Mas mais importante do que saber isso, é perceber que nova
postura é essa. “Os desenvolvimentos da última semana levantam questões
legítimas sobre as posições do Presidente: afinal, em que é que Trump acredita,
tendo em conta que o que está a dizer agora é o oposto de tudo o que disse ao
longo da campanha”, perguntava o analista da CNN, Chris Cilliza. A resposta a
essa pergunta é fundamental para perceber as intervenções do Presidente e
prever as políticas da sua Administração: mais ortodoxa, mais centrista, mais
intervencionista…
Segundo o veterano repórter Mike Allen, a nova versão 2.0 do
Presidente “é o resultado do desejo instintivo de Donald Trump de declarar
vitória, depois de uma série de desaires” e também a confirmação da nova
dinâmica entre as duas facções instaladas na Casa Branca: são os moderados,
representados por Ivanka e o marido Jared Kushner, ou o conselheiro económico
Gary Cohn, que estão agora em ascendência, com o anterior guru da campanha, e
principal conselheiro da Casa Branca, Steve Bannon, a perder importância. “O
que estamos agora a ver é a manifestação da personalidade assente no improviso
do Presidente, que age com base em estímulos novos e imediatos”, interpretou um
dos muitos “oficiais” da Casa Branca que falam com os jornalistas sob
anonimato.
Ao lado do rei da Jordânia, no jardim da Casa Branca, Donald
Trump explicou que não é um dogmático mas um pragmático, e que “quando o mundo
muda, eu mudo com ele”. Poderia ser uma justificação, só que a nova postura do
Presidente não surge em reacção a nenhuma alteração significativa no tabuleiro
geopolítico – nada mudou na guerra da Síria, no funcionamento da NATO ou na
actividade económica da China para forçar o Presidente norte-americano a
contradizer tão dramaticamente as suas anteriores posições.
Alguns comentadores arriscam algumas explicações para a
mudança abrupta de Trump.

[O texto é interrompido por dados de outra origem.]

//! A live inbox.
//!
//! [`Inbox`] binds an identity and its keypair to the transport and the
//! client's delivery strategy. Every email is verified against the server
//! key pinned at creation before it is decrypted; verification failures
//! withhold the item and never fail a whole listing.

use std::{sync::Arc, time::Duration};

use chrono::{DateTime, Utc};
use sandmail_core::{Delivery, DeliveryEvent, Environment};
use sandmail_crypto::{KeyAgreementProvider, KeyPair};
use sandmail_proto::{
    DecryptedEmail, EmailContent, EmailId, EmailRecord, InboxExport, InboxHash, InboxIdentity,
    SyncState, decode_json,
};
use tokio::sync::Mutex;
use tokio_util::sync::CancellationToken;
use tracing::{debug, warn};

use crate::{
    error::{ClientError, Result},
    filter::{EmailBatch, EmailFilter, WithheldEmail, WithheldReason},
    strategy::DeliveryStrategy,
    subscription::Subscription,
    transport::Transport,
};

/// Handle to one inbox. Cheap to clone; clones share state.
#[derive(Clone)]
pub struct Inbox {
    inner: Arc<Inner>,
}

struct Inner {
    identity: InboxIdentity,
    keypair: Arc<KeyPair>,
    provider: Arc<dyn KeyAgreementProvider>,
    transport: Arc<dyn Transport>,
    env: Arc<dyn Environment>,
    strategy: Arc<dyn DeliveryStrategy>,
    default_wait: Duration,
    events: Mutex<Option<Subscription>>,
    disposed: CancellationToken,
}

/// Collaborators an inbox is bound to.
pub(crate) struct InboxParts {
    pub provider: Arc<dyn KeyAgreementProvider>,
    pub transport: Arc<dyn Transport>,
    pub env: Arc<dyn Environment>,
    pub strategy: Arc<dyn DeliveryStrategy>,
    pub default_wait: Duration,
    pub parent: CancellationToken,
}

impl Inbox {
    pub(crate) fn new(identity: InboxIdentity, keypair: KeyPair, parts: InboxParts) -> Self {
        Self {
            inner: Arc::new(Inner {
                identity,
                keypair: Arc::new(keypair),
                provider: parts.provider,
                transport: parts.transport,
                env: parts.env,
                strategy: parts.strategy,
                default_wait: parts.default_wait,
                events: Mutex::new(None),
                disposed: parts.parent.child_token(),
            }),
        }
    }

    /// Address mail is accepted at.
    pub fn email_address(&self) -> &str {
        &self.inner.identity.email_address
    }

    /// Server-side identifier.
    pub fn inbox_hash(&self) -> &InboxHash {
        &self.inner.identity.inbox_hash
    }

    /// When the server discards the inbox.
    pub fn expires_at(&self) -> DateTime<Utc> {
        self.inner.identity.expires_at
    }

    /// Server signing key pinned at creation or import.
    pub fn server_sig_pk(&self) -> &[u8] {
        &self.inner.identity.server_sig_pk
    }

    /// Whether [`Inbox::dispose`] was called on this inbox or its client.
    pub fn is_disposed(&self) -> bool {
        self.inner.disposed.is_cancelled()
    }

    /// Fetch and decrypt every email.
    ///
    /// # Errors
    ///
    /// - `ClientError::Transport` if the listing fails
    /// - `ClientError::Disposed` after disposal
    pub async fn list_emails(&self) -> Result<EmailBatch> {
        self.ensure_live()?;
        let records = self.inner.transport.list_emails(self.inbox_hash()).await?;
        let opener = self.opener();
        let batch = offload(move || {
            let mut batch = EmailBatch::default();
            for record in records {
                match opener.open(&record) {
                    Ok(email) => batch.emails.push(email),
                    Err(reason) => {
                        warn!(email = %record.id, %reason, "withholding email");
                        batch.withheld.push(WithheldEmail { id: record.id, reason });
                    },
                }
            }
            batch
        })
        .await?;
        Ok(batch)
    }

    /// Fetch and decrypt one email.
    ///
    /// # Errors
    ///
    /// - `ClientError::Crypto` if the envelope fails verification
    /// - `ClientError::Protocol` if the envelope or body cannot be decoded
    /// - `ClientError::Transport` if the fetch fails
    pub async fn get_email(&self, email_id: &EmailId) -> Result<DecryptedEmail> {
        self.ensure_live()?;
        let record = self.inner.transport.get_email(self.inbox_hash(), email_id).await?;
        let opener = self.opener();
        match offload(move || opener.open(&record)).await? {
            Ok(email) => Ok(email),
            Err(WithheldReason::Crypto(err)) => Err(err.into()),
            Err(WithheldReason::Protocol(err)) => Err(err.into()),
        }
    }

    /// Wait for an email matching `filter`.
    ///
    /// Existing emails are checked first. Emails that fail verification are
    /// skipped. `timeout` defaults to the client's `default_wait_timeout`.
    ///
    /// # Errors
    ///
    /// - `ClientError::Timeout` if nothing matched in time
    /// - `ClientError::DeliveryFailed` if the delivery strategy gave up
    /// - `ClientError::Disposed` if the inbox was disposed while waiting
    pub async fn wait_for_email(
        &self,
        filter: &EmailFilter,
        timeout: Option<Duration>,
    ) -> Result<DecryptedEmail> {
        self.ensure_live()?;
        let timeout = timeout.unwrap_or(self.inner.default_wait);
        let mut subscription = self.subscribe();

        self.bounded(timeout, async {
            let batch = self.list_emails().await?;
            if let Some(email) = batch.emails.into_iter().find(|e| filter.matches(e)) {
                return Ok(email);
            }

            loop {
                let event = next_delivery(&mut subscription).await?;
                for id in &event.email_ids {
                    match self.get_email(id).await {
                        Ok(email) if filter.matches(&email) => return Ok(email),
                        Ok(_) => {},
                        Err(err @ (ClientError::Crypto(_) | ClientError::Protocol(_))) => {
                            warn!(email = %id, %err, "skipping email that failed verification");
                        },
                        Err(err) => return Err(err),
                    }
                }
            }
        })
        .await
    }

    /// Wait until the inbox holds at least `count` readable emails.
    ///
    /// # Errors
    ///
    /// Same as [`Inbox::wait_for_email`].
    pub async fn wait_for_email_count(
        &self,
        count: usize,
        timeout: Option<Duration>,
    ) -> Result<Vec<DecryptedEmail>> {
        self.ensure_live()?;
        let timeout = timeout.unwrap_or(self.inner.default_wait);
        let mut subscription = self.subscribe();

        self.bounded(timeout, async {
            loop {
                let batch = self.list_emails().await?;
                if batch.emails.len() >= count {
                    return Ok(batch.emails);
                }
                debug!(have = batch.emails.len(), want = count, "waiting for more emails");
                next_delivery(&mut subscription).await?;
            }
        })
        .await
    }

    /// Next new-email notification for this inbox.
    ///
    /// Notifications are collected from the first call on, so consecutive
    /// calls never miss one in between.
    ///
    /// # Errors
    ///
    /// - `ClientError::Timeout`, `ClientError::DeliveryFailed`,
    ///   `ClientError::Disposed` as for [`Inbox::wait_for_email`]
    pub async fn next_event(&self, timeout: Option<Duration>) -> Result<DeliveryEvent> {
        self.ensure_live()?;
        let timeout = timeout.unwrap_or(self.inner.default_wait);
        let mut events = self.inner.events.lock().await;
        let subscription = events.get_or_insert_with(|| self.subscribe());

        let result = self.bounded(timeout, next_delivery(subscription)).await;
        if matches!(result, Err(ClientError::DeliveryFailed { .. } | ClientError::Disposed)) {
            *events = None;
        }
        result
    }

    /// Raw delivery subscription for this inbox.
    ///
    /// The subscription ends when the inbox is disposed, and is already
    /// ended if it was disposed before.
    pub fn subscribe(&self) -> Subscription {
        if self.is_disposed() {
            return Subscription::ended(self.inbox_hash().clone());
        }
        let subscription = self.inner.strategy.subscribe(self.inbox_hash().clone());

        let token = subscription.token();
        let disposed = self.inner.disposed.clone();
        tokio::spawn(async move {
            tokio::select! {
                () = disposed.cancelled() => token.cancel(),
                () = token.cancelled() => {},
            }
        });
        subscription
    }

    /// Mark an email as read.
    ///
    /// # Errors
    ///
    /// - `ClientError::Transport` if the server rejects it
    pub async fn mark_read(&self, email_id: &EmailId) -> Result<()> {
        self.ensure_live()?;
        Ok(self.inner.transport.mark_read(self.inbox_hash(), email_id).await?)
    }

    /// Delete one email.
    ///
    /// # Errors
    ///
    /// - `ClientError::Transport` if the server rejects it
    pub async fn delete_email(&self, email_id: &EmailId) -> Result<()> {
        self.ensure_live()?;
        Ok(self.inner.transport.delete_email(self.inbox_hash(), email_id).await?)
    }

    /// Server's current change token.
    ///
    /// # Errors
    ///
    /// - `ClientError::Transport` if the request fails
    pub async fn sync_state(&self) -> Result<SyncState> {
        self.ensure_live()?;
        Ok(self.inner.transport.sync_state(self.inbox_hash()).await?)
    }

    /// Snapshot identity and secret key for later import.
    pub fn export(&self) -> InboxExport {
        InboxExport::new(&self.inner.identity, &self.inner.keypair, self.inner.env.wall_clock())
    }

    /// Delete the inbox on the server, then dispose this handle.
    ///
    /// # Errors
    ///
    /// - `ClientError::Transport` if the server rejects it; the handle
    ///   stays usable in that case
    pub async fn delete(&self) -> Result<()> {
        self.ensure_live()?;
        self.inner.transport.delete_inbox(self.inbox_hash()).await?;
        debug!(inbox = %self.inbox_hash(), "inbox deleted");
        self.dispose();
        Ok(())
    }

    /// Stop every wait on this inbox and end every subscription made
    /// through it, including those held by monitors. Idempotent.
    pub fn dispose(&self) {
        self.inner.disposed.cancel();
        if let Ok(mut events) = self.inner.events.try_lock()
            && let Some(subscription) = events.take()
        {
            subscription.cancel();
        }
    }

    fn ensure_live(&self) -> Result<()> {
        if self.is_disposed() { Err(ClientError::Disposed) } else { Ok(()) }
    }

    fn opener(&self) -> Opener {
        Opener {
            provider: Arc::clone(&self.inner.provider),
            keypair: Arc::clone(&self.inner.keypair),
            inbox_hash: self.inbox_hash().clone(),
            server_sig_pk: self.inner.identity.server_sig_pk.clone(),
        }
    }

    /// Run `work` until it finishes, `timeout` elapses or the inbox is
    /// disposed.
    async fn bounded<T>(
        &self,
        timeout: Duration,
        work: impl Future<Output = Result<T>>,
    ) -> Result<T> {
        tokio::select! {
            () = self.inner.disposed.cancelled() => Err(ClientError::Disposed),
            () = self.inner.env.sleep(timeout) => Err(ClientError::Timeout(timeout)),
            result = work => result,
        }
    }
}

impl std::fmt::Debug for Inbox {
    fn fmt(&self, f: &mut std::fmt::Formatter<'_>) -> std::fmt::Result {
        f.debug_struct("Inbox")
            .field("email_address", &self.inner.identity.email_address)
            .field("inbox_hash", &self.inner.identity.inbox_hash)
            .field("expires_at", &self.inner.identity.expires_at)
            .finish_non_exhaustive()
    }
}

/// Everything needed to verify and decrypt off the async runtime.
struct Opener {
    provider: Arc<dyn KeyAgreementProvider>,
    keypair: Arc<KeyPair>,
    inbox_hash: InboxHash,
    server_sig_pk: Vec<u8>,
}

impl Opener {
    fn open(&self, record: &EmailRecord) -> std::result::Result<DecryptedEmail, WithheldReason> {
        let envelope = record.envelope.clone().into_envelope()?;
        let plaintext = self.provider.open_envelope(
            &envelope,
            &self.keypair,
            self.inbox_hash.as_str(),
            &self.server_sig_pk,
        )?;
        let content: EmailContent = decode_json(&plaintext)?;
        Ok(DecryptedEmail::from_parts(record, content))
    }
}

/// Decryption is CPU-bound; keep it off the event-dispatch path.
async fn offload<T, F>(work: F) -> Result<T>
where
    T: Send + 'static,
    F: FnOnce() -> T + Send + 'static,
{
    match tokio::task::spawn_blocking(work).await {
        Ok(value) => Ok(value),
        Err(err) if err.is_panic() => std::panic::resume_unwind(err.into_panic()),
        Err(_) => Err(ClientError::Disposed),
    }
}

async fn next_delivery(subscription: &mut Subscription) -> Result<DeliveryEvent> {
    match subscription.recv().await {
        Some(Delivery::Event(event)) => Ok(event),
        Some(Delivery::Failed { inbox_hash, reason }) => {
            Err(ClientError::DeliveryFailed { inbox_hash, reason })
        },
        None => Err(ClientError::Disposed),
    }
}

Há quem diga que tem a ver a sua inexperiência e
impreparação, evidentes quando confessou a sua surpresa ao vislumbrar a
“tremenda complexidade” da reforma da saúde ou a ouvir as explicações de Xi
Jinping sobre o desafio da Coreia do Norte: “Ao fim de dez minutos percebi que
não é fácil.” Outros lembram que desde que Trump tomou posse, só conseguiu um
sucesso: a entrada do juiz Neil Gorsuch no Supremo Tribunal. Com a marca dos
cem dias a aproximar-se, e as sondagens a mostrar que Trump é o Presidente mais
impopular de sempre, a Administração precisa de assinar medidas que elevem o
seu estatuto de “vencedor”. E nada mais eficaz do que uma campanha militar
avassaladora para calar as críticas.
No entanto, o Presidente (que já registou a recandidatura)

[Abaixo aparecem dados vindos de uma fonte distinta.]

//! Client SDK for disposable, end-to-end encrypted test inboxes.
//!
//! Inboxes are created with a client-generated ML-KEM-768 keypair. The
//! server encrypts each email to that key and signs the envelope; this
//! crate verifies the signature against the key pinned at creation before
//! decrypting anything.
//!
//! # Delivery
//!
//! New-mail notifications come from one of three strategies, chosen by
//! [`ClientConfig::strategy`]:
//!
//! - `Sse`: one shared event stream, reconnecting with exponential backoff
//! - `Polling`: one shared timer comparing per-inbox sync hashes
//! - `Auto` (default): the stream, falling back to polling per subscription
//!   once the stream has given up
//!
//! ```text
//! SandboxClient ──create/import──▶ Inbox ──subscribe──▶ DeliveryStrategy
//!       │                            │                        │
//!       └──monitor──▶ InboxMonitor ◀─┘                        ▼
//!                                                         Transport
//! ```
//!
//! Network work runs on tasks spawned onto the ambient tokio runtime.
//! Nothing here installs a tracing subscriber.

mod client;
mod error;
mod filter;
mod inbox;
mod monitor;
pub mod strategy;
mod subscription;
mod system_env;
pub mod transport;

pub use client::{CreateInboxOptions, SandboxClient};
pub use error::{ClientError, Result, TransportError};
pub use filter::{EmailBatch, EmailFilter, WithheldEmail, WithheldReason};
pub use inbox::Inbox;
pub use monitor::InboxMonitor;
pub use sandmail_core::{
    ClientConfig, ConfigViolation, Delivery, DeliveryEvent, Environment, StrategyKind,
    SubscriptionId,
};
pub use sandmail_proto::{DecryptedEmail, EmailId, InboxExport, InboxHash, SyncState};
pub use strategy::{AutoStrategy, DeliveryStrategy, PollingStrategy, SseStrategy, create_strategy};
pub use subscription::Subscription;
pub use system_env::SystemEnv;
pub use transport::{ByteStream, HttpTransport, Transport};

corre um enorme risco ao desviar-se tanto do seu guião eleitoral, e que é
perder a boa-vontade da sua base de apoio – os eleitores e os legisladores do
Congresso. Como lembrava à Associated Press um consultor republicano que
aconselhou Donald Trump durante a campanha, os políticos que abandonam
rapidamente as suas promessas costumam pagar um custo pesado: a factura pode
chegar já no próximo ano, nas eleições intercalares para o Congresso.